Inhibition of Oxidative Neurotoxicity and Scopolamine- Induced Memory Impairment by gamma-Mangostin: In Vitro and In Vivo Evidence

Abstract

Among a series of xanthones identified from mangosteen, the fruit of Garcinia mangostana L. (Guttifereae), alpha- and gamma-mangostins are known to be major constituents exhibiting diverse biological activities. However, the effects of gamma-mangostin on oxidative neurotoxicity and impaired memory are yet to be elucidated. In the present study, the protective effect of gamma-mangostin on oxidative stress-induced neuronal cell death and its underlying action mechanism(s) were investigated and compared to that of gamma-mangostin using primary cultured rat cortical cells. In addition, the effect of orally administered gamma-mangostin on scopolamine-induced memory impairment was evaluated in mice.
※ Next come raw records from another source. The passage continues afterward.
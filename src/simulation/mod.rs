//! Playground world - orchestration only.
//!
//! The world owns the bodies and the drag constraint; the actual physics
//! lives in systems/. Mutation happens in exactly three places: the
//! builder (initialize), the step loop, and the drag controller. Sampling
//! is read-only.

use std::sync::Arc;

use crate::domain::content::BodyCatalog;
use crate::rigid_body::RigidBody;

#[path = "builder/builder.rs"]
mod builder;
#[path = "drag/drag.rs"]
mod drag;
#[path = "init/init.rs"]
mod init;
#[path = "init/random.rs"]
mod random;
#[path = "init/settings.rs"]
mod settings;
#[path = "render/sample.rs"]
mod sample;
#[path = "step/step.rs"]
mod step;
mod facade;

pub use drag::DragConstraint;
pub use facade::Playground;
pub use sample::{BodyPose, PoseSnapshot};
pub use step::FIXED_DT_MS;

/// The simulation world behind the gravity playground.
pub struct PlaygroundCore {
    content: Arc<BodyCatalog>,
    bodies: Vec<RigidBody>,

    // Viewport (set at initialize)
    viewport_w: f32,
    viewport_h: f32,

    // Settings
    gravity_x: f32,
    gravity_y: f32,
    gravity_scale: f32,
    air_damping: f32,
    body_friction: f32,
    body_restitution: f32,
    wall_friction: f32,
    wall_restitution: f32,

    // State
    drag: Option<DragConstraint>,
    frame: u64,
    rng_state: u32,
    initialized: bool,
    running: bool,
    accumulator_ms: f32,

    // Zero-copy render path: [x, y, angle] per dynamic body
    pose_buffer: Vec<f32>,
}

impl PlaygroundCore {
    /// Create a world over the builtin descriptor catalog.
    pub fn new() -> Self {
        init::create_core(Arc::new(BodyCatalog::builtin()))
    }

    pub fn with_catalog(content: Arc<BodyCatalog>) -> Self {
        init::create_core(content)
    }

    /// Replace the catalog from a JSON bundle. Resets the world; call
    /// `initialize` again afterwards.
    pub fn load_content_bundle_json(&mut self, json: &str) -> Result<(), String> {
        let catalog = BodyCatalog::from_bundle_json(json)?;
        self.content = Arc::new(catalog);
        self.reset();
        Ok(())
    }

    pub fn content_manifest_json(&self) -> String {
        self.content.manifest_json()
    }

    pub fn catalog(&self) -> &BodyCatalog {
        &self.content
    }

    /// Build the world: 3 boundary bodies plus one dynamic body per
    /// descriptor, dropped in from above the viewport. Idempotent once live.
    pub fn initialize(&mut self, viewport_w: f32, viewport_h: f32) -> Result<(), String> {
        builder::initialize(self, viewport_w, viewport_h)
    }

    /// Tear the world down to its pre-initialize state.
    pub fn reset(&mut self) {
        builder::reset(self);
    }

    pub fn is_initialized(&self) -> bool {
        self.initialized
    }

    // === RUN STATE ===

    /// Allow stepping. Safe to call repeatedly.
    pub fn start(&mut self) {
        settings::set_running(self, true);
    }

    /// Stop stepping. Idempotent; sampling stays valid afterwards.
    pub fn stop(&mut self) {
        settings::set_running(self, false);
    }

    pub fn is_running(&self) -> bool {
        self.running
    }

    // === SETTINGS ===

    pub fn set_gravity(&mut self, x: f32, y: f32) {
        settings::set_gravity(self, x, y);
    }

    pub fn set_gravity_scale(&mut self, scale: f32) {
        settings::set_gravity_scale(self, scale);
    }

    pub fn set_air_damping(&mut self, damping: f32) {
        settings::set_air_damping(self, damping);
    }

    /// Default restitution for dynamic bodies built after this call.
    pub fn set_body_restitution(&mut self, restitution: f32) {
        settings::set_body_restitution(self, restitution);
    }

    /// Default friction for dynamic bodies built after this call.
    pub fn set_body_friction(&mut self, friction: f32) {
        settings::set_body_friction(self, friction);
    }

    /// Seed the placement rng; call before `initialize` for reproducible
    /// drop-in order.
    pub fn set_seed(&mut self, seed: u32) {
        settings::set_seed(self, seed);
    }

    // === STEP LOOP ===

    /// Advance one tick of `dt_ms` milliseconds.
    pub fn step(&mut self, dt_ms: f32) {
        step::step(self, dt_ms);
    }

    /// Accumulator-driven stepping at a fixed tick, independent of the
    /// caller's cadence.
    pub fn advance(&mut self, elapsed_ms: f32) {
        step::advance(self, elapsed_ms);
    }

    pub fn frame(&self) -> u64 {
        self.frame
    }

    // === POINTER DRAG ===

    /// Press at world/screen coordinates. Returns true if a body was
    /// grabbed. Ignored while a drag is already active.
    pub fn press_start(&mut self, x: f32, y: f32) -> bool {
        drag::press_start(self, x, y)
    }

    /// Move the drag anchor. No-op without an active drag; never writes
    /// body poses directly.
    pub fn pointer_move(&mut self, x: f32, y: f32) {
        drag::pointer_move(self, x, y);
    }

    /// Release the active drag, if any. Safe to call redundantly.
    pub fn release(&mut self) {
        drag::release(self);
    }

    pub fn has_drag(&self) -> bool {
        self.drag.is_some()
    }

    // === SAMPLING ===

    /// Immutable pose snapshot of every dynamic body, in catalog order.
    pub fn sample(&self) -> PoseSnapshot {
        sample::sample(self)
    }

    pub fn sample_json(&self) -> String {
        sample::sample_json(self)
    }

    /// Read one body's pose by descriptor id.
    pub fn query(&self, body_id: &str) -> Option<BodyPose> {
        sample::query(self, body_id)
    }

    /// Refill the pose transfer buffer; returns the f32 count.
    pub fn fill_pose_buffer(&mut self) -> usize {
        sample::fill_pose_buffer(self)
    }

    /// Pointer into the pose transfer buffer (for JS rendering).
    pub fn poses_ptr(&self) -> *const f32 {
        self.pose_buffer.as_ptr()
    }

    pub fn poses_len(&self) -> usize {
        self.pose_buffer.len()
    }

    pub fn pose_buffer_slice(&self) -> &[f32] {
        &self.pose_buffer
    }

    // === COUNTS ===

    pub fn body_count(&self) -> usize {
        self.bodies.len()
    }

    pub fn dynamic_body_count(&self) -> usize {
        self.bodies.iter().filter(|b| !b.is_static).count()
    }

    pub(crate) fn bodies(&self) -> &[RigidBody] {
        &self.bodies
    }
}

impl Default for PlaygroundCore {
    fn default() -> Self {
        Self::new()
    }
}

#[cfg(test)]
#[path = "tests/tests.rs"]
mod tests;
We found that gamma-mangostin exhibited prominent protection against H2O2- or xanthine/xanthine oxidase-induced oxidative neuronal death and inhibited reactive oxygen species (ROS) generation triggered by these oxidative insults. In contrast, alpha-mangostin had no effects on the oxidative neuronal damage or associated ROS production. We also found that gamma-mangostin, not alpha-mangostin, significantly inhibited H2O2-induced DNA fragmentation and activation of caspases 3 and 9, demonstrating its antiapoptotic action. In addition, only gamma-mangostin was found to effectively inhibit lipid peroxidation and DPPH radical formation, while both mangostins inhibited beta-secretase activity. Furthermore, we observed that the oral administration of gamma-mangostin at dosages of 10 and 30 mg/kg markedly improved scopolamine-induced memory impairment in mice. Collectively, these results provide both in vitro and in vivo evidences for the neuroprotective and memory enhancing effects of gamma-mangostin. Multiple mechanisms underlying this neuroprotective action were suggested in this study. Based on our findings, gamma-mangostin could serve as a potentially preferable candidate over alpha-mangostin in combatting oxidative stress-associated neurodegenerative diseases including Alzheimer's disease.